私は、その方の素晴らしさは、「相手の立場に立って考えようとすること」にあると思います。「何がしたいのか」「何のためか」という、話す相手の目的を考えることは、相手の立場に立って考える際の基本です。ただ、残念ながら皆さんは、相手の立場に立つことが苦手なように思えます。こちら側の主張をすることに集中するあまり、「相手の目的」を考えられていないのかもしれません。
例えば皆さんは、お客様から何か要望をいただいたとき、「その要望に応えられるか」「どのように実践するか」「当社にとって利益があるかどうか」といったことをすぐに考えようとします。それらはもちろん大切ですが、皆さんが最初に明らかにしなければならないのは、「お客様がそれを望んでいるのはなぜか」です。お客様には、必ず「なぜか」ということを問い掛けてください。要望通りのことを実践できなかったとしても、お客様の目的さえ分かっていれば、代替案を提示することができます。もしかしたら、お客様が考えていたものよりも良い方法を提案できるかもしれません。

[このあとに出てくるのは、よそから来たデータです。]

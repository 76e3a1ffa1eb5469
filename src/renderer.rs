//! Per-document overlay that mirrors the latest alignment verdict.

use bytes::Bytes;
use serde::Deserialize;
use tokio::sync::{mpsc, watch};
use tracing::debug;

use crate::alignment::Alignment;
use crate::runtime::{DocumentId, Documents};

pub const GOOD_CLASS: &str = "good-alignment";
pub const BAD_CLASS: &str = "bad-alignment";
pub const WARNING_TEXT: &str = "STOP SLOUCHING!";

/// What the document currently shows.
#[derive(Debug, Clone, Copy, PartialEq, Eq, Default)]
pub enum Overlay {
    #[default]
    Neutral,
    Good,
    Bad,
}

impl Overlay {
    pub fn body_class(self) -> Option<&'static str> {
        match self {
            Overlay::Neutral => None,
            Overlay::Good => Some(GOOD_CLASS),
            Overlay::Bad => Some(BAD_CLASS),
        }
    }

    pub fn status_text(self) -> &'static str {
        match self {
            Overlay::Bad => WARNING_TEXT,
            _ => "",
        }
    }
}

impl From<Alignment> for Overlay {
    fn from(a: Alignment) -> Self {
        match a {
            Alignment::Good => Overlay::Good,
            Alignment::Bad => Overlay::Bad,
        }
    }
}

/// Only the field the overlay cares about; `{baseline}` frames carry none.
#[derive(Deserialize)]
struct Incoming {
    #[serde(default)]
    alignment: Option<Alignment>,
}

pub struct Renderer {
    document: DocumentId,
    inbox: mpsc::UnboundedReceiver<Bytes>,
    overlay: watch::Sender<Overlay>,
}

/// Read side of a mounted renderer.
#[derive(Clone)]
pub struct RendererHandle {
    document: DocumentId,
    overlay: watch::Receiver<Overlay>,
}

impl RendererHandle {
    pub fn document(&self) -> DocumentId {
        self.document
    }

    pub fn overlay(&self) -> Overlay {
        *self.overlay.borrow()
    }

    pub fn watch(&self) -> watch::Receiver<Overlay> {
        self.overlay.clone()
    }
}

impl Renderer {
    /// Attach to `document`. `None` if it is closed or already has a live
    /// renderer, so injecting twice is harmless.
    pub fn mount(
        documents: &Documents,
        document: DocumentId,
    ) -> Option<(Renderer, RendererHandle)> {
        let inbox = documents.attach(document)?;
        let (tx, rx) = watch::channel(Overlay::Neutral);
        let renderer = Renderer {
            document,
            inbox,
            overlay: tx,
        };
        let handle = RendererHandle {
            document,
            overlay: rx,
        };
        Some((renderer, handle))
    }

    /// Apply one frame. Returns whether the overlay changed.
    pub fn apply(&self, frame: &[u8]) -> bool {
        let Ok(Incoming {
            alignment: Some(alignment),
        }) = serde_json::from_slice::<Incoming>(frame)
        else {
            return false;
        };
        let next = Overlay::from(alignment);
        self.overlay.send_if_modified(|current| {
            if *current == next {
                return false;
            }
            *current = next;
            true
        })
    }

    /// Runs until the document closes or navigates away.
    pub async fn run(mut self) {
        while let Some(frame) = self.inbox.recv().await {
            self.apply(&frame);
        }
        debug!(document = self.document, "renderer unmounted");
    }
}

逆の場合でも同じことがいえます。こちらが相手に要望を伝える、あるいは何かを説明するときには、目的を伝えるように心掛けましょう。そうすれば、相手が考えやすくなるからです。話す側になったときにも、相手の立場に立って、「何を伝えれば相手が理解しやすいか。考えやすいか」という視点が必要です。「相手の目的は何か」を考えれば打開策は見えてきます。